PMA

Remettre les paragraphes de cette dépêche AFP du vendredi 15 septembre 2017 dans l’ordre.

A

Les 22èmes Journées de la Fédération Française d’Etude de la Reproduction a réuni de mercredi à vendredi à Tours plus de 600 experts (gynécologues, biologistes, endocrinologues, urologues, andrologues et chercheurs) pour échanger sur les dernières avancées et les meilleures pratiques.

B

Selon le professeur Belge André Van Steirteghem qui codirigeait le Centre de médecine de la reproduction de l’Université libre de Bruxelles, où a été inventée la technique de fécondation assistée, la microinjection de spermatozoïdes (communément appelée ICSI, en anglais Intracytoplasmic Sperm Injection), l’ouverture de la PMA en France à toutes les femmes est « une heureuse nouvelle ».

C

Pour le professeur Guérif qui co-préside la journée et praticien au CHU Bretonneau de Tours dans le service Biologie et médecine du développement et de la reproduction, gynécologie médicale, « il s’agit d’un progrès si les femmes célibataires et lesbiennes ont droit à la procréation médicalement assistée, mais nous risquons la pénurie de dons de gamètes (gratuits et anonymes en France) ».

D

Avec l’ouverture à toutes les femmes de la procréation médicalement assistée (PMA), la France risque d’être confrontée à « une pénurie de dons de sperme », a estimé le professeur Fabrice Guérif, à l’occasion de la 22e Journée de la Fédération Française d’Etude de la Reproduction qui se déroule à Tours.

E

« Le fait d’être autre qu’hétérosexuelle doit être accepté.
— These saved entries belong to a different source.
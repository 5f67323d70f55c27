//! Method descriptors and erased invocation

mod invoke;

use std::any::Any;
use std::fmt;
use std::sync::Arc;

use crate::error::{MirrorError, MirrorResult};
use crate::identity::{Scope, TypeIdentity};
use crate::object::Reflected;
use crate::upcast::Upcast;
use crate::value::Boxed;

use invoke::{ErasedInvoke, This};
pub use invoke::{IntoMethod, MethodBody};

/// Mutability of a method's receiver
#[derive(Clone, Copy, Debug, PartialEq, Eq, Hash)]
pub enum Receiver {
    /// `&self`
    Shared,
    /// `&mut self`
    Exclusive,
}

/// Captured `(argument tuple, return type)` of a method
#[derive(Clone, Debug)]
pub struct Signature {
    identity: TypeIdentity,
    args: Arc<[TypeIdentity]>,
    ret: TypeIdentity,
    receiver: Receiver,
}

impl Signature {
    pub(crate) fn capture<A: Any, R: Any>(receiver: Receiver, args: Vec<TypeIdentity>) -> Self {
        Self {
            identity: Self::identity_of::<A, R>(),
            args: args.into(),
            ret: TypeIdentity::of::<R>(),
            receiver,
        }
    }

    /// Identity compared at call time for argument tuple `A` and return `R`
    pub fn identity_of<A: Any, R: Any>() -> TypeIdentity {
        TypeIdentity::of::<fn(A) -> R>()
    }

    pub fn identity(&self) -> TypeIdentity {
        self.identity
    }

    /// Argument types in order
    pub fn args(&self) -> &[TypeIdentity] {
        &self.args
    }

    pub fn arity(&self) -> usize {
        self.args.len()
    }

    pub fn return_type(&self) -> TypeIdentity {
        self.ret
    }

    pub fn receiver(&self) -> Receiver {
        self.receiver
    }
}

impl fmt::Display for Signature {
    fn fmt(&self, f: &mut fmt::Formatter<'_>) -> fmt::Result {
        let receiver = match self.receiver {
            Receiver::Shared => "&self",
            Receiver::Exclusive => "&mut self",
        };
        write!(f, "fn({receiver}")?;
        for arg in self.args.iter() {
            write!(f, ", {arg}")?;
        }
        write!(f, ") -> {}", self.ret)
    }
}

/// Metadata and invoker for one method of a registered class
#[derive(Clone)]
pub struct Method {
    name: Arc<str>,
    signature: Signature,
    owner: Scope,
    holder: Scope,
    upcast: Upcast,
    invoker: Arc<dyn ErasedInvoke>,
    text: Arc<str>,
}

impl Method {
    pub(crate) fn new(name: &str, owner: Scope, body: MethodBody, text: &str) -> Self {
        Self {
            name: Arc::from(name),
            signature: body.signature,
            owner,
            holder: owner,
            upcast: Upcast::identity(),
            invoker: body.invoker,
            text: Arc::from(text),
        }
    }

    /// Copy of this descriptor held by `holder`, reaching `self.holder`
    /// through `upcast`
    pub(crate) fn rehome(&self, holder: Scope, upcast: &Upcast) -> Self {
        Self {
            holder,
            upcast: upcast.then(&self.upcast),
            ..self.clone()
        }
    }

    pub fn name(&self) -> &str {
        &self.name
    }

    pub fn signature(&self) -> &Signature {
        &self.signature
    }

    pub fn arity(&self) -> usize {
        self.signature.arity()
    }

    pub fn receiver(&self) -> Receiver {
        self.signature.receiver
    }

    /// Declaring class
    pub fn owner(&self) -> Scope {
        self.owner
    }

    /// Class whose member list holds this descriptor
    pub fn holder(&self) -> Scope {
        self.holder
    }

    pub fn is_inherited(&self) -> bool {
        self.owner.identity != self.holder.identity
    }

    pub fn upcast(&self) -> &Upcast {
        &self.upcast
    }

    /// Free-form metadata text
    pub fn text(&self) -> &str {
        &self.text
    }

    /// Whether a call with argument tuple `A` returning `R` matches
    pub fn accepts<A: Any, R: Any>(&self) -> bool {
        self.signature.identity == Signature::identity_of::<A, R>()
    }

    fn qualified(&self) -> String {
        format!("{}.{}", self.holder.name, self.name)
    }

    fn check_signature<A: Any, R: Any>(&self) -> MirrorResult<()> {
        if self.accepts::<A, R>() {
            Ok(())
        } else {
            Err(MirrorError::type_mismatch(
                &self.qualified(),
                &self.signature.to_string(),
                Signature::identity_of::<A, R>().type_name(),
            ))
        }
    }

    fn check_object(&self, identity: TypeIdentity) -> MirrorResult<()> {
        if identity == self.holder.identity {
            Ok(())
        } else {
            Err(MirrorError::type_mismatch(
                &self.qualified(),
                self.holder.identity.type_name(),
                identity.type_name(),
            ))
        }
    }

    unsafe fn dispatch(&self, this: This, args: Box<dyn Any>) -> MirrorResult<Boxed> {
        let this = match this {
            This::Shared(ptr) => This::Shared(self.upcast.apply(ptr)),
            This::Exclusive(ptr) => This::Exclusive(self.upcast.apply_mut(ptr)),
        };
        self.invoker.call(this, args).map_err(|err| match err {
            MirrorError::AccessDenied { operation, .. } => {
                MirrorError::access_denied(&self.qualified(), operation)
            }
            other => other,
        })
    }

    /// Call with argument tuple `args`, expecting a return of `R`
    ///
    /// # Safety
    /// `this` must point to a live object of the holder type, with write
    /// provenance.
    pub unsafe fn invoke_at<A: Any, R: Any>(&self, this: *mut u8, args: A) -> MirrorResult<R> {
        self.check_signature::<A, R>()?;
        self.dispatch(This::Exclusive(this), Box::new(args))?.take::<R>()
    }

    /// Call a `&self` method through a shared pointer
    ///
    /// # Safety
    /// `this` must point to a live object of the holder type.
    pub unsafe fn invoke_ref_at<A: Any, R: Any>(&self, this: *const u8, args: A) -> MirrorResult<R> {
        self.check_signature::<A, R>()?;
        self.dispatch(This::Shared(this), Box::new(args))?.take::<R>()
    }

    /// Call with a boxed argument tuple, producing a boxed return
    ///
    /// # Safety
    /// Same requirements as [`Method::invoke_at`].
    pub unsafe fn invoke_boxed_at(&self, this: *mut u8, args: Boxed) -> MirrorResult<Boxed> {
        self.dispatch(This::Exclusive(this), args.into_any())
    }

    /// Call on `obj` with argument tuple `args`
    ///
    /// ```ignore
    /// let rename = Class::of::<Cat>().method("rename").unwrap();
    /// let old: String = rename.invoke(&mut cat, (String::from("Bob"),))?;
    /// ```
    pub fn invoke<A: Any, R: Any, O: Reflected + ?Sized>(&self, obj: &mut O, args: A) -> MirrorResult<R> {
        self.check_object(obj.identity())?;
        // SAFETY: object type checked against the holder
        unsafe { self.invoke_at(obj.this_ptr_mut(), args) }
    }

    /// Call a `&self` method on a shared `obj`
    pub fn invoke_ref<A: Any, R: Any, O: Reflected + ?Sized>(&self, obj: &O, args: A) -> MirrorResult<R> {
        self.check_object(obj.identity())?;
        // SAFETY: object type checked against the holder
        unsafe { self.invoke_ref_at(obj.this_ptr(), args) }
    }

    /// Call on `obj` with a boxed argument tuple
    pub fn invoke_boxed<O: Reflected + ?Sized>(&self, obj: &mut O, args: Boxed) -> MirrorResult<Boxed> {
        self.check_object(obj.identity())?;
        // SAFETY: object type checked against the holder
        unsafe { self.invoke_boxed_at(obj.this_ptr_mut(), args) }
    }
}

impl fmt::Debug for Method {
    fn fmt(&self, f: &mut fmt::Formatter<'_>) -> fmt::Result {
        f.debug_struct("Method")
            .field("name", &self.name)
            .field("signature", &self.signature.to_string())
            .field("owner", &self.owner.name)
            .field("holder", &self.holder.name)
            .finish()
    }
}

#[cfg(test)]
mod tests {
    use super::*;

    struct Counter {
        total: i64,
    }

    impl Counter {
        fn total(&self) -> i64 {
            self.total
        }

        fn add(&mut self, amount: i64) -> i64 {
            self.total += amount;
            self.total
        }

        fn scaled(&self, a: i64, b: i64, c: i64, d: i64, e: i64, f: i64) -> i64 {
            self.total * (a + b + c + d + e + f)
        }
    }

    fn method<M>(name: &str, f: impl IntoMethod<Counter, M>) -> Method {
        Method::new(name, Scope::of::<Counter>("Counter"), f.into_method(), "")
    }

    fn ptr(counter: &mut Counter) -> *mut u8 {
        counter as *mut Counter as *mut u8
    }

    #[test]
    fn test_signature_capture() {
        let add = method("add", Counter::add);
        assert_eq!(add.arity(), 1);
        assert_eq!(add.receiver(), Receiver::Exclusive);
        assert!(add.accepts::<(i64,), i64>());
        assert!(!add.accepts::<(i32,), i64>());
        assert_eq!(add.signature().args(), &[TypeIdentity::of::<i64>()]);

        let total = method("total", Counter::total);
        assert_eq!(total.arity(), 0);
        assert_eq!(total.receiver(), Receiver::Shared);
    }

    #[test]
    fn test_invoke_typed() {
        let add = method("add", Counter::add);
        let mut counter = Counter { total: 1 };
        let result: i64 = unsafe { add.invoke_at(ptr(&mut counter), (4i64,)).unwrap() };
        assert_eq!(result, 5);
        assert_eq!(counter.total, 5);
    }

    #[test]
    fn test_signature_mismatch() {
        let add = method("add", Counter::add);
        let mut counter = Counter { total: 0 };
        let err = unsafe { add.invoke_at::<(i32,), i64>(ptr(&mut counter), (1i32,)).unwrap_err() };
        assert!(matches!(err, MirrorError::TypeMismatch { .. }));
        assert_eq!(counter.total, 0);
    }

    #[test]
    fn test_six_arguments() {
        let scaled = method("scaled", Counter::scaled);
        let mut counter = Counter { total: 2 };
        assert_eq!(scaled.arity(), 6);
        let result: i64 = unsafe {
            scaled
                .invoke_at(ptr(&mut counter), (1i64, 1i64, 1i64, 1i64, 1i64, 1i64))
                .unwrap()
        };
        assert_eq!(result, 12);
    }

    #[test]
    fn test_exclusive_method_through_shared_pointer() {
        let add = method("add", Counter::add);
        let counter = Counter { total: 0 };
        let err = unsafe {
            add.invoke_ref_at::<(i64,), i64>(&counter as *const Counter as *const u8, (1,))
                .unwrap_err()
        };
        assert!(matches!(err, MirrorError::AccessDenied { .. }));
    }

    #[test]
    fn test_invoke_boxed() {
        let add = method("add", Counter::add);
        let mut counter = Counter { total: 10 };
        let out = unsafe { add.invoke_boxed_at(ptr(&mut counter), Boxed::new((5i64,))).unwrap() };
        assert_eq!(out.downcast_ref::<i64>(), Some(&15));

        let err = unsafe {
            add.invoke_boxed_at(ptr(&mut counter), Boxed::new((5u8,)))
                .unwrap_err()
        };
        assert!(matches!(err, MirrorError::TypeMismatch { .. }));
    }

    #[test]
    fn test_closure_method() {
        let reset = method("reset", |c: &mut Counter| c.total = 0);
        let mut counter = Counter { total: 9 };
        unsafe { reset.invoke_at::<(), ()>(ptr(&mut counter), ()).unwrap() };
        assert_eq!(counter.total, 0);
    }
}
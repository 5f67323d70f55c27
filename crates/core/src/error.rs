//! Error types for registry operations

/// Error type for class, property, method and enum operations
///
/// Lookups that return `Option`/empty collections never produce these; the
/// name-keyed helpers and accessors do.
#[derive(Debug, Clone, PartialEq, Eq, thiserror::Error)]
pub enum MirrorError {
    /// No class registered for the given name or identity
    #[error("Class not found: {0}")]
    ClassNotFound(String),

    /// Property name not present in the class (or any base)
    #[error("Property not found: {class}.{property}")]
    PropertyNotFound { class: String, property: String },

    /// Method name not present in the class (or any base)
    #[error("Method not found: {class}.{method}")]
    MethodNotFound { class: String, method: String },

    /// A dotted path failed to resolve against the class
    #[error("Path not found: {class}.{path}")]
    PathNotFound { class: String, path: String },

    /// The accessor required by the operation is absent
    #[error("Access denied: {member} cannot {operation}")]
    AccessDenied {
        member: String,
        operation: &'static str,
    },

    /// Value, object or signature type does not match the descriptor
    #[error("Type mismatch on {member}: expected {expected}, got {actual}")]
    TypeMismatch {
        member: String,
        expected: String,
        actual: String,
    },

    /// Boxed exchange attempted on a type that cannot be cloned
    #[error("{0} is not copy-constructible")]
    NotCopyConstructible(String),

    /// Name or value has no counterpart in the enum table
    #[error("{enum_name} enum: invalid conversion of {value}")]
    InvalidEnumConversion { enum_name: String, value: String },

    /// Enum declaration text could not be parsed
    #[error("Invalid declaration for {enum_name}: {reason}")]
    InvalidDeclaration { enum_name: String, reason: String },

    /// A member with this name is already declared by the class
    #[error("Duplicate member: {class}.{member}")]
    DuplicateMember { class: String, member: String },

    /// Registry already initialized
    #[error("Registry already initialized")]
    AlreadyInitialized,
}

impl MirrorError {
    pub(crate) fn access_denied(member: &str, operation: &'static str) -> Self {
        Self::AccessDenied {
            member: member.to_string(),
            operation,
        }
    }

    pub(crate) fn type_mismatch(member: &str, expected: &str, actual: &str) -> Self {
        Self::TypeMismatch {
            member: member.to_string(),
            expected: expected.to_string(),
            actual: actual.to_string(),
        }
    }
}

/// Result type for registry operations
pub type MirrorResult<T> = Result<T, MirrorError>;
A Bruxelles, depuis le début des années 1980, nous avons pratiqué l’insémination artificielle avec spermes de donneurs. Aujourd’hui, des femmes lesbiennes viennent encore en grand nombre de France », a-t-il relevé. Cependant « En Belgique, nous n’avons jamais eu de pénurie de don de gamètes », a-t-il remarqué.

F

La secrétaire d’Etat à l’égalité entre les femmes et les hommes Marlène Schiappa a annoncé mardi que l’accès à la PMA, actuellement réservé au traitement de l’infertilité chez les couples hétérosexuels, sera étendue aux femmes célibataires et aux couples lesbiens « probablement » en 2018 « avec les révisions de la loi bioéthique ».

G

Dans le cadre restreint actuel, « 3.000 couples seraient en attente. Rien qu’à Tours, un couple hétérosexuel doit attendre de 12 à 15 mois en moyenne pour bénéficier d’un don de sperme », a souligné le praticien. Cela peut remettre en cause le principe de la gratuité du traitement, selon des experts présents à Tours, qui relèvent que le coût, en Espagne, d’une insémination artificielle est estimé entre 800 et 1.500 euros.